# Doggy Diapers!



## Natti (Jun 24, 2010)

Maisie's in season so she's wearing a "Doggy Diaper" to keep the place clean... Pippi keeps whining at me though, she wants one on!


----------



## woodard2009 (Aug 4, 2010)

That's so cute! I have a paper of little denim shorts where you can put a little pad in the crotch, but they're a pain to keep on. They keep sliding off & Midgie doesn't like them on.


----------



## Natti (Jun 24, 2010)

We've got a pack of the disposable ones in xs size, but they're still too big - I've had to tape the tabs so that they stay on her!


----------



## TripleAChihuahuas (Apr 8, 2010)

dog pet clothing

This lady makes cute ones but she is here is the US and ship anywhere.
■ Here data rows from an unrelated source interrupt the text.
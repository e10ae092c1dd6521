//! Row descriptors produced by the branch renderer.

use crate::list_view::host::ListViewHost;
use crate::traits::BlockId;

/// Scheduling hint for the host.
///
/// Selected rows should update synchronously; everything else may be
/// deferred or batched.
#[derive(Debug, Clone, Copy, PartialEq, Eq)]
pub enum RenderPriority {
    Immediate,
    Deferred,
}

/// Vertical space reserved for rows skipped outside the window.
#[derive(Debug, Clone, Copy, Default, PartialEq)]
pub struct RowPadding {
    pub top: f32,
    pub bottom: f32,
}

impl RowPadding {
    pub fn is_empty(&self) -> bool {
        self.top == 0.0 && self.bottom == 0.0
    }
}

/// Input event passed to row notifiers.
#[derive(Debug, Default, Clone, Copy, PartialEq, Eq)]
pub struct RowEvent {
    propagation_stopped: bool,
}

impl RowEvent {
    pub fn new() -> Self {
        Self::default()
    }

    pub fn stop_propagation(&mut self) {
        self.propagation_stopped = true;
    }

    pub fn is_propagation_stopped(&self) -> bool {
        self.propagation_stopped
    }
}

/// One rendered block row.
#[derive(Debug, Clone)]
pub struct RowDescriptor<B> {
    pub block: B,
    pub id: BlockId,
    /// None at the root level.
    pub parent_id: Option<BlockId>,
    /// Nesting level, 1 at the root.
    pub level: usize,
    /// 1-based position among the rows of this branch.
    pub position: usize,
    /// Rows in this branch, including a trailing appender slot.
    pub row_count: usize,
    /// Blocks in this branch, without the appender.
    pub sibling_count: usize,
    /// 0-based index in the flattened visible tree.
    pub global_position: usize,
    /// None for blocks without a nested branch.
    pub is_expanded: Option<bool>,
    pub is_selected: bool,
    pub is_branch_selected: bool,
    pub is_last_of_selected_branch: bool,
    pub is_last_row_at_level: bool,
    /// Ancestor levels whose last row has already been drawn.
    pub terminated_levels: Vec<usize>,
    pub animate_toggle: bool,
    pub show_block_movers: bool,
    pub padding: RowPadding,
    pub render_priority: RenderPriority,
}

impl<B> RowDescriptor<B> {
    /// Reports a click on the row.
    pub fn select<H: ListViewHost + ?Sized>(&self, event: &mut RowEvent, host: &mut H) {
        event.stop_propagation();
        host.select_block(self.id);
    }

    /// Reports a click on the expander.
    ///
    /// Expanded rows ask to collapse, collapsed rows ask to expand, and rows
    /// without a nested branch ignore the call.
    pub fn toggle_expanded<H: ListViewHost + ?Sized>(&self, event: &mut RowEvent, host: &mut H) {
        event.stop_propagation();
        match self.is_expanded {
            Some(true) => host.collapse(self.id),
            Some(false) => host.expand(self.id),
            None => {}
        }
    }

    pub fn drag_start<H: ListViewHost + ?Sized>(&self, host: &mut H) {
        host.drag_start(self.id);
    }

    pub fn drag_end<H: ListViewHost + ?Sized>(&self, host: &mut H) {
        host.drag_end(self.id);
    }

    /// True if this row draws a connector down to a following sibling.
    pub fn has_following_sibling(&self) -> bool {
        !self.is_last_row_at_level
    }

    /// True if the guide line for ancestor `level` should still be drawn.
    pub fn continues_level(&self, level: usize) -> bool {
        !self.terminated_levels.contains(&level)
    }
}

/// Trailing "add block" row under a selected parent.
#[derive(Debug, Clone, PartialEq, Eq)]
pub struct AppenderDescriptor {
    pub parent_id: BlockId,
    pub level: usize,
    pub position: usize,
    pub row_count: usize,
    pub terminated_levels: Vec<usize>,
}

/// Anything the branch renderer emits.
#[derive(Debug, Clone)]
pub enum ListRow<B> {
    Block(RowDescriptor<B>),
    Appender(AppenderDescriptor),
}

impl<B> ListRow<B> {
    pub fn as_block(&self) -> Option<&RowDescriptor<B>> {
        match self {
            ListRow::Block(row) => Some(row),
            ListRow::Appender(_) => None,
        }
    }

    pub fn as_appender(&self) -> Option<&AppenderDescriptor> {
        match self {
            ListRow::Block(_) => None,
            ListRow::Appender(appender) => Some(appender),
        }
    }

    pub fn level(&self) -> usize {
        match self {
            ListRow::Block(row) => row.level,
            ListRow::Appender(appender) => appender.level,
        }
    }

    pub fn padding(&self) -> RowPadding {
        match self {
            ListRow::Block(row) => row.padding,
            ListRow::Appender(_) => RowPadding::default(),
        }
    }
}

#[cfg(test)]
mod tests {
    use super::*;
    use crate::list_view::host::HostIntent;
    use crate::list_view::store::ListViewStore;

    fn row(id: BlockId, is_expanded: Option<bool>) -> RowDescriptor<()> {
        RowDescriptor {
            block: (),
            id,
            parent_id: None,
            level: 1,
            position: 1,
            row_count: 1,
            sibling_count: 1,
            global_position: 0,
            is_expanded,
            is_selected: false,
            is_branch_selected: false,
            is_last_of_selected_branch: false,
            is_last_row_at_level: true,
            terminated_levels: vec![],
            animate_toggle: false,
            show_block_movers: false,
            padding: RowPadding::default(),
            render_priority: RenderPriority::Deferred,
        }
    }

    #[test]
    fn test_select_stops_propagation() {
        let mut event = RowEvent::new();
        let mut intents: Vec<HostIntent> = Vec::new();

        row(4, None).select(&mut event, &mut intents);

        assert!(event.is_propagation_stopped());
        assert_eq!(intents, vec![HostIntent::SelectBlock(4)]);
    }

    #[test]
    fn test_toggle_flips_expansion() {
        let mut intents: Vec<HostIntent> = Vec::new();
        row(1, Some(true)).toggle_expanded(&mut RowEvent::new(), &mut intents);
        row(2, Some(false)).toggle_expanded(&mut RowEvent::new(), &mut intents);

        assert_eq!(intents, vec![HostIntent::Collapse(1), HostIntent::Expand(2)]);
    }

    #[test]
    fn test_toggle_on_leaf_is_noop() {
        let mut store = ListViewStore::new();
        let before = store.version();
        let mut event = RowEvent::new();

        row(1, None).toggle_expanded(&mut event, &mut store);

        assert!(event.is_propagation_stopped());
        assert_eq!(store.version(), before);
        assert_eq!(store.expansion().get(1), None);
    }

    #[test]
    fn test_drag_notifiers_report_own_id() {
        let mut store = ListViewStore::new();
        let r = row(9, None);

        r.drag_start(&mut store);
        assert_eq!(store.dragging_id(), Some(9));

        r.drag_end(&mut store);
        assert_eq!(store.dragging_id(), None);
    }

    #[test]
    fn test_guide_levels() {
        let mut r = row(1, None);
        r.terminated_levels = vec![1, 3];
        r.is_last_row_at_level = false;

        assert!(!r.continues_level(1));
        assert!(r.continues_level(2));
        assert!(r.has_following_sibling());
    }
}
//! Caching of the global row count.

/// Everything the global row count depends on.
#[derive(Debug, Clone, Copy, PartialEq, Eq, Hash)]
pub struct RowCacheKey {
    /// `ListViewStore::version`
    pub store_version: u64,
    /// `BlockDocumentData::revision`
    pub document_revision: u64,
    /// `DocumentState::generation`
    pub document_generation: u64,
}

/// Cache for the visible row count of the whole tree.
///
/// Counting walks every expanded block, so the result is kept until the
/// expansion state or the document changes.
#[derive(Debug, Default)]
pub struct RowCountCache {
    key: Option<RowCacheKey>,
    total_rows: usize,
}

impl RowCountCache {
    pub fn new() -> Self {
        Self::default()
    }

    /// Returns the cached count for `key`, computing it on a miss.
    ///
    /// # Arguments
    /// * `key` - Versions the count was derived from
    /// * `compute` - Counts the rows; only called when the key changed
    pub fn total_rows(&mut self, key: RowCacheKey, compute: impl FnOnce() -> usize) -> usize {
        if self.key != Some(key) {
            self.total_rows = compute();
            self.key = Some(key);
        }
        self.total_rows
    }

    /// Last computed count, if any.
    pub fn cached(&self) -> Option<usize> {
        self.key.map(|_| self.total_rows)
    }

    /// Drops the cached value.
    pub fn invalidate(&mut self) {
        self.key = None;
        self.total_rows = 0;
    }
}
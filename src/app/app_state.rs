//! Centralized application state for the list viewer.
//!
//! Focused state components each manage one aspect of the viewer, which
//! keeps invariants local and lets panels borrow them independently.

use crate::cache::{RowCacheKey, RowCountCache};
use crate::state::{DocumentState, LayoutState, ViewportState};
use rlistview::{count_document_rows, ListViewSettings, ListViewStore};

/// Main application state composed of focused state components.
pub struct AppState {
    // ===== Focused State Components =====
    /// Loaded document and its source
    pub document: DocumentState,

    /// Expansion, selection and drag state
    pub store: ListViewStore,

    /// Scroll position of the list panel
    pub viewport: ViewportState,

    /// Panel split
    pub layout: LayoutState,

    /// Rendering options chosen in the header
    pub settings: ListViewSettings,

    // ===== Top-Level State =====
    /// Current error message to display (if any)
    pub error_message: Option<String>,

    /// Global row count cache
    pub row_cache: RowCountCache,

    /// Set after the first frame that showed the current document
    pub tree_grid_mounted: bool,

    /// Seed for the next virtual document
    pub next_virtual_seed: u64,
}

impl Default for AppState {
    fn default() -> Self {
        Self::new()
    }
}

impl AppState {
    pub fn new() -> Self {
        Self::with_settings(ListViewSettings::default(), LayoutState::new())
    }

    /// Creates a new AppState with settings loaded from storage.
    pub fn with_settings(settings: ListViewSettings, layout: LayoutState) -> Self {
        Self {
            document: DocumentState::new(),
            store: ListViewStore::new(),
            viewport: ViewportState::new(),
            layout,
            settings,
            error_message: None,
            row_cache: RowCountCache::new(),
            tree_grid_mounted: false,
            next_virtual_seed: 42,
        }
    }

    // ===== High-Level Coordination Methods =====

    /// Resets document-related state before a new document is shown.
    pub fn reset_document_state(&mut self) {
        self.document.clear();
        self.store.reset();
        self.viewport.reset();
        self.row_cache.invalidate();
        self.tree_grid_mounted = false;
        self.error_message = None;
    }

    /// Visible rows of the whole tree (cached).
    pub fn global_row_count(&mut self) -> usize {
        let Some(doc) = self.document.document() else {
            return 0;
        };
        let key = RowCacheKey {
            store_version: self.store.version(),
            document_revision: doc.revision(),
            document_generation: self.document.generation(),
        };
        let expansion = self.store.expansion();
        self.row_cache.total_rows(key, || count_document_rows(doc, expansion))
    }
}
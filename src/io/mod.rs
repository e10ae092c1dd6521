//! I/O modules for document loading.

pub mod file_loader;
pub mod async_loader;

// Re-export commonly used types
pub use async_loader::{AsyncLoader, LoadResult};
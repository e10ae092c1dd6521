//! Rendering subsystem for drawing list rows
//!
//! - Row rendering (block rows, appender rows, tree guides)
//! - Text utilities (text measurement and elision)

pub mod row_renderer;
pub mod text_utils;
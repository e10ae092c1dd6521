//! Header panel UI rendering
//!
//! Handles the top bar with document controls and list view switches.

use eframe::egui;
use egui::Color32;
use std::path::PathBuf;
use crate::app::AppState;
use crate::io::file_loader::DOCUMENT_EXTENSIONS;

/// Result of user interaction with the header panel
pub enum HeaderInteraction {
    /// User picked a file with "Open Document"
    OpenFileRequested(PathBuf),
    /// User clicked "Virtual Document"
    OpenVirtualDocumentRequested,
    ExpandAll,
    CollapseAll,
}

/// Renders the application header with document and list view controls
///
/// # Arguments
/// * `ui` - The egui UI context for drawing
/// * `state` - Mutable reference to application state
///
/// # Returns
/// * `Option<HeaderInteraction>` - User interaction result
pub fn render_header(ui: &mut egui::Ui, state: &mut AppState) -> Option<HeaderInteraction> {
    let mut interaction = None;

    ui.horizontal(|ui| {
        if ui.button("📁 Open Document").clicked() {
            let mut dialog = rfd::FileDialog::new()
                .add_filter("Block Documents", DOCUMENT_EXTENSIONS)
                .add_filter("Compressed Documents", &["br"]);

            if let Some(dir) = dirs::document_dir().or_else(|| std::env::current_dir().ok()) {
                dialog = dialog.set_directory(dir);
            }

            if let Some(path) = dialog.pick_file() {
                interaction = Some(HeaderInteraction::OpenFileRequested(path));
            }
        }

        if ui.button("🔮 Virtual Document").clicked() {
            interaction = Some(HeaderInteraction::OpenVirtualDocumentRequested);
        }

        ui.separator();

        let settings = &mut state.settings;
        ui.checkbox(&mut settings.options.show_nested_blocks, "Nested blocks");
        ui.checkbox(&mut settings.options.show_appender, "Appender");
        ui.checkbox(&mut settings.options.show_block_movers, "Movers");
        ui.checkbox(&mut settings.windowing, "Windowing")
            .on_hover_text("Only build the rows inside the scroll window");
        ui.checkbox(&mut settings.use_animation, "Animation");

        if state.document.document().is_some() {
            ui.separator();

            if ui.button("⊞ Expand all").clicked() {
                interaction = Some(HeaderInteraction::ExpandAll);
            }
            if ui.button("⊟ Collapse all").clicked() {
                interaction = Some(HeaderInteraction::CollapseAll);
            }
        }
    });

    if let Some(err) = &state.error_message {
        ui.colored_label(Color32::RED, err);
    }

    interaction
}
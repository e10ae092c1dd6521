//! Loaded document state.
//!
//! This module owns the block document shown by the viewer together with
//! where it came from.

use rlistview::BlockDocumentData;
use std::path::PathBuf;

/// Where the current document came from.
#[derive(Debug, Clone, PartialEq, Eq)]
pub enum DocumentSource {
    File(PathBuf),
    Virtual { seed: u64 },
}

/// State related to the loaded block document.
///
/// Responsibilities:
/// - Managing document lifetime
/// - Tracking the document source
/// - Counting loads so caches can tell documents apart
#[derive(Default)]
pub struct DocumentState {
    document: Option<BlockDocumentData>,
    source: Option<DocumentSource>,
    /// Bumped on every load or clear.
    generation: u64,
}

impl DocumentState {
    pub fn new() -> Self {
        Self::default()
    }

    /// Replaces the current document.
    ///
    /// # Arguments
    /// * `document` - The document to show
    /// * `source` - File path or virtual seed it came from
    pub fn load(&mut self, document: BlockDocumentData, source: DocumentSource) {
        self.document = Some(document);
        self.source = Some(source);
        self.generation += 1;
    }

    pub fn clear(&mut self) {
        self.document = None;
        self.source = None;
        self.generation += 1;
    }

    pub fn document(&self) -> Option<&BlockDocumentData> {
        self.document.as_ref()
    }

    pub fn document_mut(&mut self) -> Option<&mut BlockDocumentData> {
        self.document.as_mut()
    }

    pub fn source(&self) -> Option<&DocumentSource> {
        self.source.as_ref()
    }

    pub fn generation(&self) -> u64 {
        self.generation
    }

    /// Short description for the status bar.
    pub fn source_label(&self) -> String {
        match &self.source {
            Some(DocumentSource::File(path)) => path
                .file_name()
                .map(|name| name.to_string_lossy().into_owned())
                .unwrap_or_else(|| path.display().to_string()),
            Some(DocumentSource::Virtual { seed }) => format!("Virtual document (seed {})", seed),
            None => "No document".to_string(),
        }
    }
}

#[cfg(test)]
mod tests {
    use super::*;
    use rlistview::DocumentHeader;

    fn empty_document() -> BlockDocumentData {
        BlockDocumentData::new(DocumentHeader {
            version: "1".to_string(),
            metadata: serde_json::json!({}),
        })
    }

    #[test]
    fn test_load_and_clear_bump_generation() {
        let mut state = DocumentState::new();
        assert_eq!(state.generation(), 0);

        state.load(empty_document(), DocumentSource::Virtual { seed: 3 });
        assert!(state.document().is_some());
        assert_eq!(state.generation(), 1);

        state.clear();
        assert!(state.document().is_none());
        assert_eq!(state.generation(), 2);
    }

    #[test]
    fn test_source_label() {
        let mut state = DocumentState::new();
        assert_eq!(state.source_label(), "No document");

        state.load(empty_document(), DocumentSource::File(PathBuf::from("/tmp/post.blocks")));
        assert_eq!(state.source_label(), "post.blocks");

        state.load(empty_document(), DocumentSource::Virtual { seed: 7 });
        assert_eq!(state.source_label(), "Virtual document (seed 7)");
    }
}
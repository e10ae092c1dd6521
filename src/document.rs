use serde::{Deserialize, Serialize};
use std::collections::HashMap;
use std::fs::File;
use std::io::{BufRead, BufReader};
use std::sync::Arc;
use anyhow::{Result, Context};
use brotli::Decompressor;
use crate::name_intern::NameInterner;
use crate::traits::{BlockDocument, BlockId, BlockNode, DocumentMetadata, DocumentReader};

/// Structural problems found while building or editing a block document.
#[derive(Debug, thiserror::Error, PartialEq, Eq)]
pub enum DocumentError {
    #[error("missing header line")]
    MissingHeader,
    #[error("header must be the first line (found at line {line})")]
    HeaderNotFirst { line: usize },
    #[error("duplicate block id {id} at line {line}")]
    DuplicateBlockId { id: BlockId, line: usize },
    #[error("block {id} at line {line} references parent {parent_id} which has not been declared yet")]
    UnknownParent { id: BlockId, parent_id: BlockId, line: usize },
    #[error("unknown block {0}")]
    UnknownBlock(BlockId),
    #[error("no block ids left to assign")]
    IdsExhausted,
}

#[derive(Debug, Clone, Serialize, Deserialize)]
pub struct DocumentHeader {
    pub version: String,
    pub metadata: serde_json::Value,
}

#[derive(Debug, Clone, Serialize, Deserialize)]
pub struct DocumentFooter {
    pub total_blocks: Option<usize>,
}

#[derive(Debug, Clone)]
pub struct DocumentInfo {
    pub header: DocumentHeader,
    pub footer: Option<DocumentFooter>,
}

/// One block in the arena. Children are stored as arena indices in
/// sibling order.
#[derive(Debug, Clone)]
pub struct BlockRecord {
    pub id: BlockId,
    pub parent_id: Option<BlockId>,
    pub name: Arc<str>,
    pub attributes: serde_json::Value,
    child_indices: Vec<usize>,
}

/// Direction for moving a block among its siblings.
#[derive(Debug, Clone, Copy, PartialEq, Eq)]
pub enum MoveDirection {
    Up,
    Down,
}

/// In-memory block document: a flat arena plus root order.
#[derive(Debug, Clone)]
pub struct BlockDocumentData {
    pub metadata: DocumentInfo,
    root_indices: Vec<usize>,
    index_by_id: HashMap<BlockId, usize>,
    blocks: Vec<BlockRecord>,
    names: NameInterner,
    /// None once the largest id is in use.
    next_id: Option<BlockId>,
    revision: u64,
}

pub struct JsonlDocumentReader;

impl JsonlDocumentReader {
    pub fn new() -> Self {
        JsonlDocumentReader
    }
}

impl Default for JsonlDocumentReader {
    fn default() -> Self {
        Self::new()
    }
}

#[derive(Debug, Deserialize)]
#[serde(tag = "type")]
enum DocumentLine {
    #[serde(rename = "header")]
    Header {
        version: String,
        #[serde(default)]
        metadata: serde_json::Value,
    },
    #[serde(rename = "block")]
    Block {
        id: BlockId,
        #[serde(default)]
        parent_id: Option<BlockId>,
        name: String,
        #[serde(default)]
        attributes: serde_json::Value,
    },
    #[serde(rename = "footer")]
    Footer {
        total_blocks: Option<usize>,
    },
}

/// Parses a block document from disk.
///
/// Brotli decompression is selected by the `.br` suffix.
///
/// # Supported Formats
///
/// - `.jsonl` / `.blocks` — JSON Lines
/// - `.jsonl.br` / `.blocks.br` — Brotli-compressed JSON Lines
///
/// # Examples
///
/// ```no_run
/// # use rlistview::parse_document;
/// # fn main() -> anyhow::Result<()> {
/// let doc = parse_document("post.blocks")?;
/// let compressed = parse_document("post.blocks.br")?;
/// # Ok(())
/// # }
/// ```
pub fn parse_document(file_path: &str) -> Result<BlockDocumentData> {
    let file = File::open(file_path)
        .with_context(|| format!("Failed to open file: {}", file_path))?;

    let reader: Box<dyn BufRead> = if file_path.ends_with(".br") {
        Box::new(BufReader::new(Decompressor::new(file, 4096)))
    } else {
        Box::new(BufReader::new(file))
    };

    let doc = parse_document_from_reader(reader)
        .with_context(|| format!("Failed to parse document: {}", file_path))?;
    log::info!("Loaded {} blocks from {}", doc.block_count(), file_path);
    Ok(doc)
}

/// Parses a block document held in memory.
pub fn parse_document_str(text: &str) -> Result<BlockDocumentData> {
    parse_document_from_reader(text.as_bytes())
}

/// Parses JSON Lines from any buffered reader.
///
/// A parent line must precede the lines of its children; sibling order is
/// the order of appearance. This keeps every loaded document a finite tree.
pub fn parse_document_from_reader<R: BufRead>(reader: R) -> Result<BlockDocumentData> {
    let mut names = NameInterner::with_capacity(64);
    let mut header: Option<DocumentHeader> = None;
    let mut footer: Option<DocumentFooter> = None;
    let mut blocks: Vec<BlockRecord> = Vec::new();
    let mut index_by_id: HashMap<BlockId, usize> = HashMap::new();
    let mut root_indices = Vec::new();
    let mut seen_content = false;

    for (line_num, line_result) in reader.lines().enumerate() {
        let line_no = line_num + 1;
        let line = line_result
            .with_context(|| format!("Failed to read line {}", line_no))?;

        if line.trim().is_empty() {
            log::debug!("Skipping blank line {}", line_no);
            continue;
        }

        let parsed: DocumentLine = serde_json::from_str(&line)
            .with_context(|| format!("Failed to parse JSON at line {}", line_no))?;

        match parsed {
            DocumentLine::Header { version, metadata } => {
                if seen_content {
                    return Err(DocumentError::HeaderNotFirst { line: line_no }.into());
                }
                header = Some(DocumentHeader { version, metadata });
            }

            DocumentLine::Block { id, parent_id, name, attributes } => {
                if header.is_none() {
                    return Err(DocumentError::MissingHeader.into());
                }
                if index_by_id.contains_key(&id) {
                    return Err(DocumentError::DuplicateBlockId { id, line: line_no }.into());
                }

                let index = blocks.len();
                match parent_id {
                    Some(pid) => {
                        let &parent_index = index_by_id.get(&pid).ok_or(
                            DocumentError::UnknownParent { id, parent_id: pid, line: line_no },
                        )?;
                        blocks[parent_index].child_indices.push(index);
                    }
                    None => root_indices.push(index),
                }

                blocks.push(BlockRecord {
                    id,
                    parent_id,
                    name: names.intern(&name),
                    attributes: normalize_attributes(attributes),
                    child_indices: Vec::new(),
                });
                index_by_id.insert(id, index);
            }

            DocumentLine::Footer { total_blocks } => {
                footer = Some(DocumentFooter { total_blocks });
            }
        }
        seen_content = true;
    }

    let header = header.ok_or(DocumentError::MissingHeader)?;
    let next_id = blocks.iter().map(|b| b.id).max().map_or(Some(1), |max| max.checked_add(1));

    Ok(BlockDocumentData {
        metadata: DocumentInfo { header, footer },
        root_indices,
        index_by_id,
        blocks,
        names,
        next_id,
        revision: 0,
    })
}

fn normalize_attributes(attributes: serde_json::Value) -> serde_json::Value {
    if attributes.is_null() {
        serde_json::Value::Object(serde_json::Map::new())
    } else {
        attributes
    }
}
Maisie doesn't look happy at all but still a pretty girl


----------



## Natti (Jun 24, 2010)

We've got a couple on order already (from the uk though purely because its quicker delivery - at least in theory!) a purple sparkly one and a pink one


----------



## TripleAChihuahuas (Apr 8, 2010)

cool please send pics when you get them, I haven't ever used them before just thought they look cute =)


----------



## Natti (Jun 24, 2010)

Sure  They should be here within a few days


----------



## cprcheetah (May 4, 2009)

Awwww....we have some of those for Zoey but I can't ever keep them on her, so we have some cloth ones I tie to her harness to keep them on, she's a wiggle worm!


----------